Comics
🎨 INTRODUCTION: Comics as a Language-Rich Medium for EFL Learners
Comics offer a unique and powerful language learning space—one that combines visual storytelling, concise writing, and emotional engagement. For EFL learners, comics provide an accessible way to practice the essentials of communication: who is speaking, what is happening, and why it matters.
Unlike essays or formal presentations, comics invite students to think narratively while also using authentic dialogue, humor, conflict, and sequencing. The act of storyboarding a comic supports both logical thinking and linguistic expression: students must map out scenes, define characters, and write lines that match tone, personality, and context—all within limited space. This makes comics excellent practice for concise, purposeful English.

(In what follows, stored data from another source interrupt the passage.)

use serde::{Deserialize, Serialize};
use utoipa::ToSchema;

use super::signal::Signal;

/// Content digests of the raw upload, lowercase hex
#[derive(Debug, Clone, PartialEq, Eq, Serialize, Deserialize, ToSchema)]
pub struct ImageHashes {
    pub md5: String,
    pub sha1: String,
    pub sha256: String,
}

/// Scalar statistics of the grayscale image
#[derive(Debug, Clone, Copy, PartialEq, Serialize, Deserialize, ToSchema)]
pub struct ImageAnalysis {
    pub blur_detected: bool,
    /// Laplacian variance
    pub blur_score: f64,
    /// Fraction of Canny edge pixels, 0.0 to 1.0
    pub edge_density: f64,
    /// Shannon entropy of the 256-bin histogram, in bits
    pub histogram_entropy: f64,
    /// Mean intensity, 0 to 255
    pub brightness: f64,
    /// Intensity standard deviation
    pub contrast: f64,
}

#[derive(Debug, Clone, Copy, PartialEq, Eq, Serialize, Deserialize, ToSchema)]
#[serde(rename_all = "lowercase")]
pub enum ManipulationLikelihood {
    Low,
    Medium,
    High,
}

impl ManipulationLikelihood {
    /// Label for a final quality score: high below 60, medium below 80, low otherwise.
    pub fn from_quality_score(score: u8) -> Self {
        if score < 60 {
            ManipulationLikelihood::High
        } else if score < 80 {
            ManipulationLikelihood::Medium
        } else {
            ManipulationLikelihood::Low
        }
    }
}

/// Response of the forensics endpoint
#[derive(Debug, Clone, PartialEq, Serialize, Deserialize, ToSchema)]
pub struct ForensicsReport {
    pub hashes: ImageHashes,
    pub analysis: ImageAnalysis,
    pub findings: Vec<Signal>,
    pub manipulation_likelihood: ManipulationLikelihood,
    /// 0-100
    pub quality_score: u8,
}
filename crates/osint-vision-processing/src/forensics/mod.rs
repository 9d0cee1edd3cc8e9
//! Forensics pipeline: content digests, grayscale statistics and scoring

mod digest;
mod scoring;
mod stats;

pub use digest::compute_hashes;
pub use scoring::{assess, findings, quality_score};
pub use stats::{
    analyze_gray, brightness_and_contrast, edge_density, histogram_entropy, laplacian_variance,
    BLUR_THRESHOLD,
};

use bytes::Bytes;
use osint_vision_core::models::ForensicsReport;

use crate::decode::decode_image;
use crate::error::AnalysisError;
use crate::run_blocking;

/// Build the forensics report for one upload. Digests cover the raw bytes;
/// statistics need a successful decode.
pub fn examine(data: &[u8]) -> Result<ForensicsReport, AnalysisError> {
    let hashes = compute_hashes(data);
    let gray = decode_image(data)?.to_grayscale();
    let analysis = analyze_gray(&gray);
    let (quality_score, manipulation_likelihood) = assess(&analysis);

    Ok(ForensicsReport {
        hashes,
        findings: findings(&analysis),
        analysis,
        manipulation_likelihood,
        quality_score,
    })
}

/// [`examine`] on the blocking pool.
#[tracing::instrument(skip(data), fields(bytes = data.len()))]
pub async fn analyze_forensics(data: Bytes) -> Result<ForensicsReport, AnalysisError> {
    let report = run_blocking(move || examine(&data)).await?;
    tracing::debug!(
        quality_score = report.quality_score,
        blur_score = report.analysis.blur_score,
        findings = report.findings.len(),
        "Forensic analysis complete"
    );
    Ok(report)
}
use serde::{Deserialize, Serialize};
use utoipa::ToSchema;

use super::signal::Signal;

/// Language of the recognized text. Detection is not implemented, so the
/// only value is an explicit "not computed" marker rather than a guess.
#[derive(Debug, Clone, Copy, PartialEq, Eq, Default, Serialize, Deserialize, ToSchema)]
#[serde(rename_all = "snake_case")]
pub enum LanguageDetection {
    #[default]
    NotComputed,
}

/// Response of the OCR endpoint
#[derive(Debug, Clone, PartialEq, Serialize, Deserialize, ToSchema)]
pub struct OcrReport {
    /// Extracted text, or a fallback sentence when nothing was recognized
    pub text: String,
    pub signals: Vec<Signal>,
    /// Length-based heuristic, 60.0 to 98.0
    pub confidence: f64,
    pub language: LanguageDetection,
}
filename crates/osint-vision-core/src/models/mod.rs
//! Report models
//!
//! Every model here is a request-scoped value object: built by one analysis
//! pipeline, serialized into the response, then dropped.

mod forensics;
mod metadata;
mod ocr;
mod signal;

pub use forensics::{ForensicsReport, ImageAnalysis, ImageHashes, ManipulationLikelihood};
pub use metadata::{DecimalCoords, ImageSize, MetadataReport, MetadataWarning};
pub use ocr::{LanguageDetection, OcrReport};
pub use signal::{Signal, SignalType};
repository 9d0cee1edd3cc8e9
mod init;

pub use init::init_telemetry;
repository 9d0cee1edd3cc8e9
pub mod analyze;
pub mod forensics;
pub mod health;
pub mod metadata;
pub mod ocr;
pub mod root;
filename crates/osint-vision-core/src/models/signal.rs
use serde::{Deserialize, Serialize};
use utoipa::ToSchema;

/// Severity of a heuristic signal
#[derive(Debug, Clone, Copy, PartialEq, Eq, Serialize, Deserialize, ToSchema)]
#[serde(rename_all = "lowercase")]
pub enum SignalType {
    Danger,
    Warning,
    Info,
}

/// A labeled heuristic result. Signals are evaluated independently; none
/// depends on another.
#[derive(Debug, Clone, PartialEq, Eq, Serialize, Deserialize, ToSchema)]
pub struct Signal {
    #[serde(rename = "type")]
    pub kind: SignalType,
    pub label: String,
    /// 0-100
    pub confidence: u8,
}

impl Signal {
    pub fn new(kind: SignalType, label: impl Into<String>, confidence: u8) -> Self {
        Self {
            kind,
            label: label.into(),
            confidence: confidence.min(100),
        }
    }

    pub fn danger(label: impl Into<String>, confidence: u8) -> Self {
        Self::new(SignalType::Danger, label, confidence)
    }

    pub fn warning(label: impl Into<String>, confidence: u8) -> Self {
        Self::new(SignalType::Warning, label, confidence)
    }

    pub fn info(label: impl Into<String>, confidence: u8) -> Self {
        Self::new(SignalType::Info, label, confidence)
    }
}
use axum::Json;
use serde::Serialize;
use utoipa::ToSchema;

#[derive(Debug, Serialize, ToSchema)]
pub struct ServiceEndpoints {
    pub ocr: &'static str,
    pub metadata: &'static str,
    pub forensics: &'static str,
    pub analyze: &'static str,
    pub health: &'static str,
    pub docs: &'static str,
}

#[derive(Debug, Serialize, ToSchema)]
pub struct ServiceDescriptor {
    pub service: &'static str,
    pub version: &'static str,
    pub endpoints: ServiceEndpoints,
}

/// Service descriptor listing the analysis endpoints
#[utoipa::path(
    get,
    path = "/",
    tag = "service",
    responses(
        (status = 200, description = "Service name, version and endpoint paths", body = ServiceDescriptor)
    )
)]
pub async fn service_info() -> Json<ServiceDescriptor> {
    Json(ServiceDescriptor {
        service: "OSINT Vision API",
        version: env!("CARGO_PKG_VERSION"),
        endpoints: ServiceEndpoints {
            ocr: "/api/ocr",
            metadata: "/api/metadata",
            forensics: "/api/forensics",
            analyze: "/api/analyze",
            health: "/health",
            docs: "/docs",
        },
    })
}
//! HTTP error response conversion
//!
//! Handlers return `Result<_, HttpAppError>`. Pipeline failures
//! ([`AnalysisError`]) all become [`AppError::Processing`] so the client sees
//! one error kind with a readable message.

use axum::{
    http::StatusCode,
    response::{IntoResponse, Response},
    Json,
};
use osint_vision_core::{AppError, ErrorMetadata, LogLevel};
use osint_vision_processing::AnalysisError;
use serde::Serialize;
use utoipa::ToSchema;

#[derive(Debug, Serialize, ToSchema)]
pub struct ErrorResponse {
    pub error: String,
    #[serde(skip_serializing_if = "Option::is_none")]
    pub details: Option<String>,
    #[serde(skip_serializing_if = "Option::is_none")]
    pub error_type: Option<String>,
    /// Machine-readable error code for programmatic handling
    pub code: String,
    /// Whether this error is recoverable (can be retried)
    pub recoverable: bool,
    /// Suggested action for the client
    #[serde(skip_serializing_if = "Option::is_none")]
    pub suggested_action: Option<String>,
}

impl ErrorResponse {
    fn from_app_error(error: &AppError, expose_details: bool) -> Self {
        Self {
            error: error.client_message(),
            details: expose_details.then(|| error.detailed_message()),
            error_type: expose_details.then(|| error.error_type().to_string()),
            code: error.error_code().to_string(),
            recoverable: error.is_recoverable(),
            suggested_action: error.suggested_action().map(String::from),
        }
    }
}

/// Wrapper type for AppError to implement IntoResponse
/// This is necessary because of Rust's orphan rules - we can't implement
/// IntoResponse (external trait) for AppError (external type from osint-vision-core)
#[derive(Debug)]
pub struct HttpAppError(pub AppError);

impl From<AppError> for HttpAppError {
    fn from(err: AppError) -> Self {
        HttpAppError(err)
    }
}

impl From<anyhow::Error> for HttpAppError {
    fn from(err: anyhow::Error) -> Self {
        HttpAppError(AppError::from(err))
    }
}

impl From<AnalysisError> for HttpAppError {
    fn from(err: AnalysisError) -> Self {
        HttpAppError(AppError::Processing(err.to_string()))
    }
}

fn log_error(error: &AppError) {
    let error_type = error.error_type();
    match error.log_level() {
        LogLevel::Debug => {
            tracing::debug!(error = %error, error_type = error_type, "Error occurred");
        }
        LogLevel::Warn => {
            tracing::warn!(error = %error, error_type = error_type, "Error occurred");
        }
        LogLevel::Error => {
            tracing::error!(error = %error, error_type = error_type, "Error occurred");
        }
    }
}

fn is_production_env() -> bool {
    std::env::var("ENVIRONMENT")
        .or_else(|_| std::env::var("APP_ENV"))
        .map(|env| env.to_lowercase() == "production" || env.to_lowercase() == "prod")
        .unwrap_or(false)
}

impl IntoResponse for HttpAppError {
    fn into_response(self) -> Response {
        let app_error = &self.0;

        let status = StatusCode::from_u16(app_error.http_status_code())
            .unwrap_or(StatusCode::INTERNAL_SERVER_ERROR);

        log_error(app_error);

        // Details only leave the process outside production, and never for sensitive errors.
        let expose_details = !is_production_env() && !app_error.is_sensitive();
        let body = ErrorResponse::from_app_error(app_error, expose_details);

        (status, Json(body)).into_response()
    }
}

#[cfg(test)]
mod tests {
    use super::*;
    use std::time::Duration;

    #[test]
    fn test_analysis_errors_become_processing_failures() {
        let errors = [
            AnalysisError::EngineUnavailable,
            AnalysisError::Recognition("exit status 1".to_string()),
            AnalysisError::RecognitionTimeout(Duration::from_secs(30)),
            AnalysisError::Worker("task panicked".to_string()),
        ];
        for err in errors {
            let HttpAppError(app) = HttpAppError::from(err);
            assert!(matches!(app, AppError::Processing(_)));
            assert_eq!(app.http_status_code(), 500);
            assert_eq!(app.error_code(), "PROCESSING_ERROR");
        }
    }

    #[test]
    fn test_timeout_message_is_readable() {
        let HttpAppError(app) =
            HttpAppError::from(AnalysisError::RecognitionTimeout(Duration::from_secs(7)));
        assert_eq!(
            app.client_message(),
            "Processing failed: Text recognition timed out after 7s"
        );
    }

    #[test]
    fn test_sensitive_errors_hide_details() {
        let err = AppError::Internal("secret path /srv/data".to_string());
        let body = ErrorResponse::from_app_error(&err, !err.is_sensitive());
        assert_eq!(body.error, "Internal server error");
        assert!(body.details.is_none());
        assert!(body.error_type.is_none());
    }

    #[test]
    fn test_into_response_status() {
        let response = HttpAppError(AppError::InvalidInput("No file provided".to_string()))
            .into_response();
        assert_eq!(response.status(), StatusCode::BAD_REQUEST);

        let response =
            HttpAppError(AppError::Processing("bad image".to_string())).into_response();
        assert_eq!(response.status(), StatusCode::INTERNAL_SERVER_ERROR);
    }
}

Drawing comics by hand encourages slower, more mindful composition, allowing students to linger on vocabulary, revise short dialogue, and embody storytelling with expressive visuals. It also levels the playing field—language learners with different levels of writing fluency or digital experience can collaborate using gestures, sketches, and storyboarding tools to co-construct meaning.

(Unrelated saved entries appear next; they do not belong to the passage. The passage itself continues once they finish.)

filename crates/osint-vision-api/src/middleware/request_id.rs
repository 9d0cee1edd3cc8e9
use axum::http::HeaderValue;
use axum::{extract::Request, middleware::Next, response::Response};
use tracing::Instrument;
use uuid::Uuid;

pub const REQUEST_ID_HEADER: &str = "X-Request-ID";

/// Request ID middleware
/// Reuses the caller's `X-Request-ID` or generates one, and includes it in:
/// - Response headers (X-Request-ID)
/// - The tracing span wrapping the rest of the request, so handler and
///   error logs carry it
pub async fn request_id_middleware(request: Request, next: Next) -> Response {
    let request_id = request
        .headers()
        .get(REQUEST_ID_HEADER)
        .and_then(|h| h.to_str().ok())
        .map(|s| s.to_string())
        .unwrap_or_else(|| Uuid::new_v4().to_string());

    let span = tracing::info_span!("request", request_id = %request_id);
    let mut response = next.run(request).instrument(span).await;

    if let Ok(header_value) = HeaderValue::from_str(&request_id) {
        response.headers_mut().insert(REQUEST_ID_HEADER, header_value);
    }

    response
}
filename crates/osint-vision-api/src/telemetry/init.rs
use tracing_subscriber::{
    fmt::format::Format, layer::SubscriberExt, util::SubscriberInitExt, EnvFilter,
};

const DEFAULT_FILTER: &str = "osint_vision=debug,tower_http=debug";

/// Initialize tracing. `RUST_LOG` overrides the default filter; `json`
/// switches the console output to one JSON object per event.
pub fn init_telemetry(json: bool) -> Result<(), Box<dyn std::error::Error + Send + Sync>> {
    let filter = EnvFilter::try_from_default_env().unwrap_or_else(|_| DEFAULT_FILTER.into());

    if json {
        tracing_subscriber::registry()
            .with(filter)
            .with(
                tracing_subscriber::fmt::layer()
                    .json()
                    .with_current_span(true),
            )
            .try_init()?;
    } else {
        // Console: compact format, no timestamps (the log collector adds them).
        let console_fmt = tracing_subscriber::fmt::layer().event_format(
            Format::default()
                .compact()
                .with_target(false)
                .without_time(),
        );
        tracing_subscriber::registry()
            .with(filter)
            .with(console_fmt)
            .try_init()?;
    }

    tracing::debug!(json, "Tracing initialized");
    Ok(())
}
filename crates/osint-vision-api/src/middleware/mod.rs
pub mod request_id;

pub use request_id::request_id_middleware;
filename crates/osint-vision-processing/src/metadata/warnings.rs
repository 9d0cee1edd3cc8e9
//! Privacy and provenance warnings derived from the tag set

use osint_vision_core::models::{DecimalCoords, MetadataWarning, SignalType};

use super::tags::TagSet;

/// Warnings in a fixed order: GPS position, missing metadata, GPS presence,
/// device, software, date mismatch. The position and presence warnings can
/// both fire for one image.
pub fn build_warnings(tags: &TagSet, coords: Option<DecimalCoords>) -> Vec<MetadataWarning> {
    let mut warnings = Vec::new();

    if let Some(coords) = coords {
        warnings.push(MetadataWarning::new(
            SignalType::Danger,
            format!(
                "GPS coordinates found: {:.4}, {:.4}",
                coords.latitude, coords.longitude
            ),
        ));
    }

    if !tags.found {
        warnings.push(MetadataWarning::new(
            SignalType::Info,
            "No EXIF data found - metadata may have been stripped",
        ));
    }

    if tags.has_gps() {
        warnings.push(MetadataWarning::new(
            SignalType::Danger,
            "Image contains GPS location data - privacy risk",
        ));
    }

    let make = tags.text("Make");
    let model = tags.text("Model");
    if make.is_some() || model.is_some() {
        let device = format!(
            "{} {}",
            make.unwrap_or_default(),
            model.unwrap_or_default()
        );
        warnings.push(MetadataWarning::new(
            SignalType::Warning,
            format!("Device identified: {}", device.trim()),
        ));
    }

    if let Some(software) = tags.text("Software") {
        warnings.push(MetadataWarning::new(
            SignalType::Warning,
            format!("Edited with software: {}", software),
        ));
    }

    let modified = tags.text("DateTime");
    let captured = tags.text("DateTimeOriginal");
    if let (Some(modified), Some(captured)) = (modified, captured) {
        if modified != captured {
            warnings.push(MetadataWarning::new(
                SignalType::Warning,
                format!(
                    "Date mismatch: modified {} but captured {}",
                    modified, captured
                ),
            ));
        }
    }

    warnings
}
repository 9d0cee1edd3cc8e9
use std::collections::BTreeMap;

use serde::{Deserialize, Serialize};
use utoipa::ToSchema;

use super::signal::SignalType;

#[derive(Debug, Clone, Copy, PartialEq, Eq, Serialize, Deserialize, ToSchema)]
pub struct ImageSize {
    pub width: u32,
    pub height: u32,
}

/// GPS position in signed decimal degrees (south and west are negative)
#[derive(Debug, Clone, Copy, PartialEq, Serialize, Deserialize, ToSchema)]
pub struct DecimalCoords {
    pub latitude: f64,
    pub longitude: f64,
}

/// A metadata finding. Always structured, never a bare string.
#[derive(Debug, Clone, PartialEq, Eq, Serialize, Deserialize, ToSchema)]
pub struct MetadataWarning {
    #[serde(rename = "type")]
    pub kind: SignalType,
    pub message: String,
}

impl MetadataWarning {
    pub fn new(kind: SignalType, message: impl Into<String>) -> Self {
        Self {
            kind,
            message: message.into(),
        }
    }
}

/// Response of the metadata endpoint
#[derive(Debug, Clone, PartialEq, Serialize, Deserialize, ToSchema)]
pub struct MetadataReport {
    pub filename: String,
    pub format: String,
    pub mode: String,
    pub size: ImageSize,
    pub file_size: u64,
    /// Tag name to decoded value
    #[schema(value_type = Object)]
    pub exif: BTreeMap<String, serde_json::Value>,
    /// GPS sub-tag name to decoded value, plus `decimal_coords` when computable
    #[schema(value_type = Object)]
    pub gps: BTreeMap<String, serde_json::Value>,
    pub warnings: Vec<MetadataWarning>,
}
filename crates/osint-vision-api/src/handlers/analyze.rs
use std::sync::Arc;

use axum::{
    extract::{Multipart, State},
    Json,
};
use osint_vision_core::models::{ForensicsReport, MetadataReport, OcrReport};
use osint_vision_processing::{analyze_forensics, analyze_metadata, AnalysisError};
use serde::Serialize;
use utoipa::ToSchema;

use crate::error::{ErrorResponse, HttpAppError};
use crate::state::AppState;
use crate::utils::upload::extract_multipart_file;

/// One pipeline's outcome: its report, or the message it failed with.
#[derive(Debug, Serialize)]
#[serde(untagged)]
pub enum Section<T> {
    Report(T),
    Failed { error: String },
}

impl<T> From<Result<T, AnalysisError>> for Section<T> {
    fn from(result: Result<T, AnalysisError>) -> Self {
        match result {
            Ok(report) => Section::Report(report),
            Err(err) => {
                tracing::warn!(error = %err, "Analysis section failed");
                Section::Failed {
                    error: format!("Processing failed: {}", err),
                }
            }
        }
    }
}

#[derive(Debug, Serialize, ToSchema)]
pub struct AnalyzeResponse {
    /// `OcrReport` or `{error}`
    #[schema(value_type = Object)]
    pub ocr: Section<OcrReport>,
    /// `MetadataReport` or `{error}`
    #[schema(value_type = Object)]
    pub metadata: Section<MetadataReport>,
    /// `ForensicsReport` or `{error}`
    #[schema(value_type = Object)]
    pub forensics: Section<ForensicsReport>,
}

/// Run OCR, metadata and forensics over one upload
///
/// The three pipelines run concurrently on the same bytes. A failing section
/// is reported in place and does not fail the others.
#[utoipa::path(
    post,
    path = "/api/analyze",
    tag = "analysis",
    request_body(content = inline(Object), content_type = "multipart/form-data"),
    responses(
        (status = 200, description = "Per-section reports", body = AnalyzeResponse),
        (status = 400, description = "Missing or malformed upload", body = ErrorResponse),
        (status = 413, description = "File too large", body = ErrorResponse)
    )
)]
#[tracing::instrument(skip(state, multipart), fields(operation = "analyze"))]
pub async fn analyze_image(
    State(state): State<Arc<AppState>>,
    multipart: Multipart,
) -> Result<Json<AnalyzeResponse>, HttpAppError> {
    let upload = extract_multipart_file(multipart, state.config.server.max_file_size_bytes).await?;
    tracing::debug!(
        filename = %upload.filename,
        bytes = upload.data.len(),
        "Running full analysis"
    );

    let (ocr, metadata, forensics) = tokio::join!(
        state.ocr.analyze(upload.data.clone()),
        analyze_metadata(upload.data.clone(), upload.filename),
        analyze_forensics(upload.data),
    );

    Ok(Json(AnalyzeResponse {
        ocr: ocr.into(),
        metadata: metadata.into(),
        forensics: forensics.into(),
    }))
}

When students digitize their hand-drawn work—scanning or photographing their pages and posting to a class blog—they also gain valuable skills in multimodal literacy and peer-based online interaction (through commenting and feedback).
Ultimately, comics give EFL learners the chance to become language users, artists, and meaning-makers—all while having fun, working together, and sharing their voices with an audience.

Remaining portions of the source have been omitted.